Although the snap ring 32 is used as the positioning member for the input shaft 1 in the above-described embodiment, the input shaft 1 may be provided with a positioning projection or the like.

[0019]

[Effect of device]

 As described above, in the torque sensor of the present invention, the input shaft is moved to the first bearing side along the axial direction of the torsion bar, and the input shaft is twisted at the position where the positioning member is in contact with the first bearing. The first ring-shaped member is positioned at the correct position facing the second ring-shaped member only by fixing it to the bar. Therefore, it is possible to provide a torque sensor that is easy to assemble and has few assembly errors. Therefore, the production efficiency can be improved.

[Brief description of drawings]

FIG. 1 is an overall view of a torque sensor of this embodiment.

FIG. 2 is a diagram showing an input side tooth portion 11 and an output side tooth portion 21 of the present embodiment.

FIG. 3 is a diagram for explaining the operation of the present embodiment.

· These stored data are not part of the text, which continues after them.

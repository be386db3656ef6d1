use crate::config::types::{Config, FetcherConfig, Locator, PaginationRule, RenderMode, SourceProfile};
use crate::extract::{compile_selector, FieldScope};
use crate::ConfigError;
use std::collections::HashSet;
use url::Url;

/// Validates the entire configuration
pub fn validate(config: &Config) -> Result<(), ConfigError> {
    validate_fetcher_config(&config.fetcher)?;

    if config.output.directory.is_empty() {
        return Err(ConfigError::Validation(
            "output directory cannot be empty".to_string(),
        ));
    }

    let mut seen = HashSet::new();
    for source in &config.sources {
        validate_source(source)?;
        if !seen.insert(source.name.to_ascii_lowercase()) {
            return Err(ConfigError::Validation(format!(
                "Duplicate source name '{}'",
                source.name
            )));
        }
    }

    Ok(())
}

/// Validates fetcher configuration
fn validate_fetcher_config(config: &FetcherConfig) -> Result<(), ConfigError> {
    if config.user_agent.trim().is_empty() {
        return Err(ConfigError::Validation(
            "user_agent cannot be empty".to_string(),
        ));
    }

    if config.request_timeout_secs < 1 {
        return Err(ConfigError::Validation(format!(
            "request_timeout_secs must be >= 1, got {}",
            config.request_timeout_secs
        )));
    }

    if config.poll_interval_ms < 10 {
        return Err(ConfigError::Validation(format!(
            "poll_interval_ms must be >= 10ms, got {}ms",
            config.poll_interval_ms
        )));
    }

    if config.settle_timeout_ms < config.poll_interval_ms {
        return Err(ConfigError::Validation(format!(
            "settle_timeout_ms ({}ms) must not be shorter than poll_interval_ms ({}ms)",
            config.settle_timeout_ms, config.poll_interval_ms
        )));
    }

    Ok(())
}

/// Validates a single source profile
pub fn validate_source(source: &SourceProfile) -> Result<(), ConfigError> {
    validate_source_name(&source.name)?;

    if source.title.trim().is_empty() {
        return Err(ConfigError::Validation(format!(
            "Source '{}' must have a non-empty title",
            source.name
        )));
    }

    validate_http_url(&source.entry_url, "entry-url")?;
    if let Some(base) = &source.selectors.link_base {
        validate_http_url(base, "link-base")?;
    }

    validate_css(&source.selectors.container)?;
    FieldScope::parse(&source.selectors.title)?;
    FieldScope::parse(&source.selectors.link)?;
    if let Some(date) = &source.selectors.date {
        FieldScope::parse(date)?;
    }
    if let Some(wait_for) = &source.wait_for {
        validate_css(wait_for)?;
    }

    if source.selectors.link_attribute.trim().is_empty() {
        return Err(ConfigError::Validation(format!(
            "Source '{}' has an empty link-attribute",
            source.name
        )));
    }

    if source.limit == Some(0) {
        return Err(ConfigError::Validation(format!(
            "Source '{}' limit must be >= 1",
            source.name
        )));
    }

    validate_pagination(source)?;

    Ok(())
}

/// Pagination drives a live page, so it needs the rendered mode
fn validate_pagination(source: &SourceProfile) -> Result<(), ConfigError> {
    if source.pagination != PaginationRule::None && source.render_mode != RenderMode::Rendered {
        return Err(ConfigError::Validation(format!(
            "Source '{}' paginates but its render-mode is '{}'; pagination requires 'rendered'",
            source.name, source.render_mode
        )));
    }

    match &source.pagination {
        PaginationRule::None => {}
        PaginationRule::NextPage { controls } => {
            if controls.is_empty() {
                return Err(ConfigError::Validation(format!(
                    "Source '{}' next-page pagination needs at least one control",
                    source.name
                )));
            }
            for control in controls {
                validate_locator(control)?;
            }
        }
        PaginationRule::ClickUntilAbsent {
            control,
            max_clicks,
        } => {
            if *max_clicks < 1 {
                return Err(ConfigError::Validation(format!(
                    "Source '{}' max-clicks must be >= 1, got {}",
                    source.name, max_clicks
                )));
            }
            validate_locator(control)?;
        }
    }

    Ok(())
}

/// XPath expressions are evaluated by the browser, so only emptiness is checked here
fn validate_locator(locator: &Locator) -> Result<(), ConfigError> {
    match locator {
        Locator::Css(selector) => validate_css(selector),
        Locator::Xpath(expr) if expr.trim().is_empty() => Err(ConfigError::InvalidSelector(
            "XPath locator cannot be empty".to_string(),
        )),
        Locator::Xpath(_) => Ok(()),
    }
}

fn validate_css(selector: &str) -> Result<(), ConfigError> {
    compile_selector(selector).map(|_| ())
}

fn validate_http_url(raw: &str, field: &str) -> Result<(), ConfigError> {
    let url = Url::parse(raw)
        .map_err(|e| ConfigError::InvalidUrl(format!("Invalid {} '{}': {}", field, raw, e)))?;

    if url.scheme() != "http" && url.scheme() != "https" {
        return Err(ConfigError::InvalidUrl(format!(
            "{} '{}' must use http or https",
            field, raw
        )));
    }

    Ok(())
}

/// Source names are used on the command line: lowercase alphanumerics and hyphens
fn validate_source_name(name: &str) -> Result<(), ConfigError> {
    if name.is_empty() {
        return Err(ConfigError::Validation(
            "source name cannot be empty".to_string(),
        ));
    }

    if !name
        .chars()
        .all(|c| c.is_ascii_lowercase() || c.is_ascii_digit() || c == '-')
    {
        return Err(ConfigError::Validation(format!(
            "source name must contain only lowercase letters, digits and hyphens, got '{}'",
            name
        )));
    }

    if name.starts_with('-') || name.ends_with('-') {
        return Err(ConfigError::Validation(format!(
            "source name '{}' cannot start or end with '-'",
            name
        )));
    }

    Ok(())
}
//! Integration tests for source runs
//!
//! These tests serve listing pages from a wiremock server and check the
//! records, the CSV export and the DOCX package a run produces.

use folio_harvest::config::{parse_config, Config};
use folio_harvest::output::read_records;
use folio_harvest::pipeline::{run_all, run_source, RunStatus};
use folio_harvest::{HarvestError, NO_URL};
use std::fs::File;
use std::io::Read;
use std::path::Path;
use tempfile::TempDir;
use wiremock::matchers::{header, method, path};
use wiremock::{Mock, MockServer, ResponseTemplate};

const TWO_CARDS: &str = r#"<html><body>
<div class="card"><h2>Alpha</h2><a href="/a">read</a></div>
<div class="card"><h2>Beta</h2><a href="https://t.org/b">read</a></div>
</body></html>"#;

/// Builds a one-source static config pointed at the mock server
fn create_test_config(entry_url: &str, extra: &str, output_dir: &Path) -> Config {
    let toml = format!(
        r#"
[fetcher]
user-agent = "FolioHarvestTest/1.0"
request-timeout-secs = 5

[[source]]
name = "test"
title = "Test Source"
entry-url = "{}"
{}

[source.selectors]
container = ".card"
title = "h2"
link = "a"
"#,
        entry_url, extra
    );

    let mut config = parse_config(&toml).expect("test config should be valid");
    config.output.directory = output_dir.display().to_string();
    config
}

async fn serve(server: &MockServer, route: &str, status: u16, body: &str) {
    Mock::given(method("GET"))
        .and(path(route))
        .respond_with(
            ResponseTemplate::new(status)
                .set_body_string(body)
                .insert_header("content-type", "text/html"),
        )
        .mount(server)
        .await;
}

fn read_part(docx: &Path, name: &str) -> String {
    let file = File::open(docx).expect("report should exist");
    let mut archive = zip::ZipArchive::new(file).expect("report should be a zip archive");
    let mut content = String::new();
    archive
        .by_name(name)
        .expect("part should exist")
        .read_to_string(&mut content)
        .expect("part should be UTF-8");
    content
}

#[tokio::test]
async fn test_two_card_listing_end_to_end() {
    let server = MockServer::start().await;
    serve(&server, "/list", 200, TWO_CARDS).await;

    let out = TempDir::new().unwrap();
    let mut config = create_test_config(&format!("{}/list", server.uri()), "", out.path());
    config.sources[0].selectors.link_base = Some("https://t.org/list".to_string());

    let outcome = run_source(&config, "hash", "test").await.unwrap();

    assert_eq!(outcome.status, RunStatus::Complete);
    assert_eq!(outcome.pages, 1);
    assert_eq!(outcome.config_hash, "hash");
    let pairs: Vec<(&str, &str)> = outcome
        .records
        .iter()
        .map(|r| (r.title.as_str(), r.url.as_str()))
        .collect();
    assert_eq!(
        pairs,
        vec![("Alpha", "https://t.org/a"), ("Beta", "https://t.org/b")]
    );

    // CSV
    assert_eq!(outcome.tabular_path, out.path().join("test.csv"));
    let rows = read_records(&outcome.tabular_path).unwrap();
    assert_eq!(rows, outcome.records);
    let csv = std::fs::read_to_string(&outcome.tabular_path).unwrap();
    assert!(csv.starts_with("source,title,url\n"));

    // DOCX
    assert_eq!(outcome.report_path, out.path().join("Test Source.docx"));
    let document = read_part(&outcome.report_path, "word/document.xml");
    let rels = read_part(&outcome.report_path, "word/_rels/document.xml.rels");

    assert_eq!(document.matches("<w:hyperlink ").count(), 2);
    assert_eq!(document.matches("<w:p>").count(), 5);
    assert!(document.contains("Test Source"));

    let positions: Vec<usize> = ["Alpha", "https://t.org/a", "Beta", "https://t.org/b"]
        .iter()
        .map(|needle| document.find(needle).expect("text should be in document"))
        .collect();
    assert!(positions.windows(2).all(|w| w[0] < w[1]));

    assert!(rels.contains(r#"Target="https://t.org/a" TargetMode="External""#));
    assert!(rels.contains(r#"Target="https://t.org/b" TargetMode="External""#));
}

#[tokio::test]
async fn test_relative_link_resolves_against_entry_url() {
    let server = MockServer::start().await;
    serve(
        &server,
        "/research",
        200,
        r#"<div class="card"><h2>Five</h2><a href="/item/5">x</a></div>"#,
    )
    .await;

    let out = TempDir::new().unwrap();
    let config = create_test_config(&format!("{}/research", server.uri()), "", out.path());

    let outcome = run_source(&config, "hash", "test").await.unwrap();

    assert_eq!(outcome.records.len(), 1);
    assert_eq!(outcome.records[0].url, format!("{}/item/5", server.uri()));
}

#[tokio::test]
async fn test_user_agent_is_sent() {
    let server = MockServer::start().await;
    Mock::given(method("GET"))
        .and(path("/list"))
        .and(header("user-agent", "FolioHarvestTest/1.0"))
        .respond_with(ResponseTemplate::new(200).set_body_string(TWO_CARDS))
        .expect(1)
        .mount(&server)
        .await;

    let out = TempDir::new().unwrap();
    let config = create_test_config(&format!("{}/list", server.uri()), "", out.path());

    let outcome = run_source(&config, "hash", "test").await.unwrap();
    assert_eq!(outcome.records.len(), 2);
}

#[tokio::test]
async fn test_server_error_fails_without_artifacts() {
    let server = MockServer::start().await;
    serve(&server, "/list", 500, "boom").await;

    let out = TempDir::new().unwrap();
    let config = create_test_config(&format!("{}/list", server.uri()), "", out.path());

    let err = run_source(&config, "hash", "test").await.unwrap_err();

    match err {
        HarvestError::FetchFailed { url, reason } => {
            assert!(url.ends_with("/list"));
            assert!(reason.contains("500"));
        }
        other => panic!("expected FetchFailed, got {:?}", other),
    }
    assert!(!out.path().join("test.csv").exists());
    assert!(!out.path().join("Test Source.docx").exists());
}

#[tokio::test]
async fn test_failed_rerun_removes_previous_artifacts() {
    let server = MockServer::start().await;
    Mock::given(method("GET"))
        .and(path("/list"))
        .respond_with(ResponseTemplate::new(200).set_body_string(TWO_CARDS))
        .up_to_n_times(1)
        .mount(&server)
        .await;
    serve(&server, "/list", 500, "boom").await;

    let out = TempDir::new().unwrap();
    let config = create_test_config(&format!("{}/list", server.uri()), "", out.path());

    let first = run_source(&config, "hash", "test").await.unwrap();
    assert!(first.tabular_path.exists());
    assert!(first.report_path.exists());

    let err = run_source(&config, "hash", "test").await.unwrap_err();
    assert!(matches!(err, HarvestError::FetchFailed { .. }));

    assert!(!first.tabular_path.exists());
    assert!(!first.report_path.exists());
    let leftovers: Vec<_> = std::fs::read_dir(out.path()).unwrap().collect();
    assert!(leftovers.is_empty());
}

#[tokio::test]
async fn test_empty_listing_writes_empty_artifacts() {
    let server = MockServer::start().await;
    serve(&server, "/list", 200, "<html><body><p>Nothing yet</p></body></html>").await;

    let out = TempDir::new().unwrap();
    let config = create_test_config(&format!("{}/list", server.uri()), "", out.path());

    let outcome = run_source(&config, "hash", "test").await.unwrap();

    assert_eq!(outcome.status, RunStatus::Empty);
    assert!(outcome.records.is_empty());
    assert_eq!(std::fs::metadata(&outcome.tabular_path).unwrap().len(), 0);

    let document = read_part(&outcome.report_path, "word/document.xml");
    assert!(document.contains("Test Source"));
    assert_eq!(document.matches("<w:hyperlink ").count(), 0);
}

#[tokio::test]
async fn test_missing_link_uses_placeholder() {
    let server = MockServer::start().await;
    serve(
        &server,
        "/list",
        200,
        r#"<div class="card"><h2>No Link</h2></div><div class="card"><h2>   </h2><a href="/x">x</a></div>"#,
    )
    .await;

    let out = TempDir::new().unwrap();
    let config = create_test_config(&format!("{}/list", server.uri()), "", out.path());

    let outcome = run_source(&config, "hash", "test").await.unwrap();

    assert_eq!(outcome.records.len(), 1);
    assert_eq!(outcome.records[0].title, "No Link");
    assert_eq!(outcome.records[0].url, NO_URL);
}

#[tokio::test]
async fn test_limit_truncates_records() {
    let server = MockServer::start().await;
    serve(&server, "/list", 200, TWO_CARDS).await;

    let out = TempDir::new().unwrap();
    let config = create_test_config(&format!("{}/list", server.uri()), "limit = 1", out.path());

    let outcome = run_source(&config, "hash", "test").await.unwrap();

    assert_eq!(outcome.records.len(), 1);
    assert_eq!(outcome.records[0].title, "Alpha");
    assert_eq!(read_records(&outcome.tabular_path).unwrap().len(), 1);
}

#[tokio::test]
async fn test_run_all_continues_past_failure() {
    let server = MockServer::start().await;
    serve(&server, "/good", 200, TWO_CARDS).await;
    serve(&server, "/gone", 404, "").await;

    let toml = format!(
        r#"
[[source]]
name = "gone"
title = "Gone"
entry-url = "{uri}/gone"

[source.selectors]
container = ".card"
title = "h2"
link = "a"

[[source]]
name = "good"
title = "Good"
entry-url = "{uri}/good"

[source.selectors]
container = ".card"
title = "h2"
link = "a"
"#,
        uri = server.uri()
    );

    let out = TempDir::new().unwrap();
    let mut config = parse_config(&toml).unwrap();
    config.output.directory = out.path().display().to_string();

    let results = run_all(&config, "hash").await;

    assert_eq!(results.len(), 2);
    assert_eq!(results[0].0, "gone");
    assert!(matches!(
        results[0].1,
        Err(HarvestError::FetchFailed { .. })
    ));
    assert_eq!(results[1].0, "good");
    let good = results[1].1.as_ref().unwrap();
    assert_eq!(good.records.len(), 2);
    assert!(good.report_path.exists());
}

#[tokio::test]
async fn test_rerun_overwrites_artifacts() {
    let server = MockServer::start().await;
    serve(&server, "/list", 200, TWO_CARDS).await;

    let out = TempDir::new().unwrap();
    let config = create_test_config(&format!("{}/list", server.uri()), "", out.path());

    let first = run_source(&config, "hash", "test").await.unwrap();
    let second = run_source(&config, "hash", "test").await.unwrap();

    assert_eq!(first.records, second.records);
    assert_eq!(read_records(&second.tabular_path).unwrap().len(), 2);
}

FIG. 4 is a diagram for explaining a conventional technique.

[Explanation of symbols]

 1 Input Shaft 2 Output Shaft 15 Annular Member 72 Torque Detection Part B Main Body G Housing TB Torsion Bar

Claims (1)

[Scope of utility model registration request] 1. A hollow input shaft rotatably supported by a housing through a first bearing, an output shaft rotatably supported by a main body through a second bearing, and inside the input shaft. A torsion bar that is inserted and connects the input shaft and the output shaft with a coaxial line, a first ring-shaped member provided in the circumferential direction of the input shaft, and a tooth portion of the first ring-shaped member. A second ring-shaped member facing each other and provided on the inner wall of the housing, wherein the relative displacement between the input shaft and the output shaft is determined between the first ring-shaped member and the second ring-shaped member. In a torque sensor that detects torque by capturing it as a relative displacement, when the first ring-shaped member and the second ring-shaped member are positioned at positions facing each other, the first ring-shaped member of the first bearing is positioned. Abut on the ring-shaped member side of No. 2 A torque sensor having a positioning member attached to the input shaft.